O que deve ser observado é: como surgem, o tempo de duração (um quadro de irritação ou de tristeza superior a 15 dias merece uma investigação por um profissional), bem como o fato de que não é um sintoma isolado que dará a confirmação do diagnóstico, sendo necessária a presença de, no mínimo, dois sintomas.
Os fatores responsáveis pelos distúrbios de humor são vários, como:
- Desajuste familiar, discussão e desrespeito entre os pais, falta de harmonia no lar;
- Pais deprimidos, que não interagem com os filhos;
- Inversão nas relações, em que os filhos têm que ser mais responsáveis do que os próprios pais: pais imaturos emocionalmente;
- Falta de uma rotina para a criança, com horários pré-estabelecidos.
Falar sobre as patologias que acometem as crianças não é algo prazeroso, porém, é necessário.

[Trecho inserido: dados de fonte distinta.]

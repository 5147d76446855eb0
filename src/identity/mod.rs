//! The identity-provider seam.
//!
//! Account creation and password checks belong to an external service.
//! The session gate only sees this trait and a closed set of provider
//! error codes, which it maps once to user-facing `AuthFailure`s.

pub mod local;

use std::fmt;

use async_trait::async_trait;
use serde::{Deserialize, Serialize};

pub use local::LocalIdentityProvider;

/// An identity confirmed by the provider.
#[derive(Debug, Clone, PartialEq, Eq, Hash, Serialize, Deserialize)]
pub struct Principal {
    /// Stable provider-assigned id; scopes the principal's storage.
    pub id: String,
    pub email: String,
}

impl fmt::Display for Principal {
    fn fmt(&self, f: &mut fmt::Formatter<'_>) -> fmt::Result {
        f.write_str(&self.email)
    }
}

/// Rejections reported by an identity provider.
#[derive(Debug, Clone, PartialEq, Eq, thiserror::Error)]
pub enum ProviderError {
    #[error("email already in use")]
    EmailAlreadyInUse,

    #[error("invalid email address")]
    InvalidEmail,

    #[error("password too weak")]
    WeakPassword,

    #[error("user not found")]
    UserNotFound,

    #[error("wrong password")]
    WrongPassword,

    #[error("provider unreachable: {0}")]
    Unavailable(String),

    /// A code this crate has no name for; the provider's message is kept.
    #[error("{message}")]
    Other { code: String, message: String },
}

impl ProviderError {
    /// The stable wire code for this error.
    pub fn code(&self) -> &str {
        match self {
            Self::EmailAlreadyInUse => "auth/email-already-in-use",
            Self::InvalidEmail => "auth/invalid-email",
            Self::WeakPassword => "auth/weak-password",
            Self::UserNotFound => "auth/user-not-found",
            Self::WrongPassword => "auth/wrong-password",
            Self::Unavailable(_) => "auth/network-request-failed",
            Self::Other { code, .. } => code,
        }
    }

    /// Parse a provider's code/message pair.
    pub fn from_code(code: &str, message: impl Into<String>) -> Self {
        match code {
            "auth/email-already-in-use" => Self::EmailAlreadyInUse,
            "auth/invalid-email" => Self::InvalidEmail,
            "auth/weak-password" => Self::WeakPassword,
            "auth/user-not-found" => Self::UserNotFound,
            "auth/wrong-password" | "auth/invalid-credential" => Self::WrongPassword,
            "auth/network-request-failed" => Self::Unavailable(message.into()),
            other => Self::Other {
                code: other.to_string(),
                message: message.into(),
            },
        }
    }
}

/// An external identity service.
#[async_trait]
pub trait IdentityProvider: Send + Sync {
    /// Register a new account and return its principal.
    async fn create_account(&self, email: &str, secret: &str) -> Result<Principal, ProviderError>;

    /// Check credentials for an existing account.
    async fn authenticate(&self, email: &str, secret: &str) -> Result<Principal, ProviderError>;

    /// End the provider-side session for `principal`.
    async fn sign_out(&self, principal: &Principal) -> Result<(), ProviderError>;
}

As pesquisas realizadas nessa área já mostram muitos avanços, como por exemplo quando a mãe precisa se ausentar por um tempo mais prolongado. Em outras situações, casos de internações hospitalares, se for a criança internada, a mãe pode e deve ficar presente. No caso de a mãe precisar se internar, deve deixar com o bebê uma roupa sua para que a criança possa sentir o cheiro de sua mãe, para que não haja uma brusca ruptura no vínculo. Outra conquista é o direito à licença maternidade, para a mãe permanecer com o bebê nos primeiros meses de vida. Também no meio social, as campanhas de conscientização da importância da saúde emocional, como por exemplo o Setembro Amarelo, que é uma campanha dedicada à prevenção do suicídio, e o Janeiro Branco, cuja campanha objetiva mobilizar a sociedade em favor da saúde mental. Enfim, já temos alguns avanços, mas não é o suficiente.
As famílias precisam ser orientadas, e muitas delas necessitam de um apoio emocional para lidar com o novo, que são as questões delicadas como a gestação, a chegada de um bebê, as mudanças de papeis que ocorrem quando um bebê chega em uma família.
Não podemos mais seguir na negação de que não acontece depressão com crianças, pois, estando nesse quadro, elas estão sofrendo e, quanto mais cedo for tratado, mais êxito teremos quando essa pessoa estiver na vida adulta.
Referencial: DOLTO, Françoise. Seminário de psicanálise de crianças. São Paulo: WMF Martins Fontes, 2013.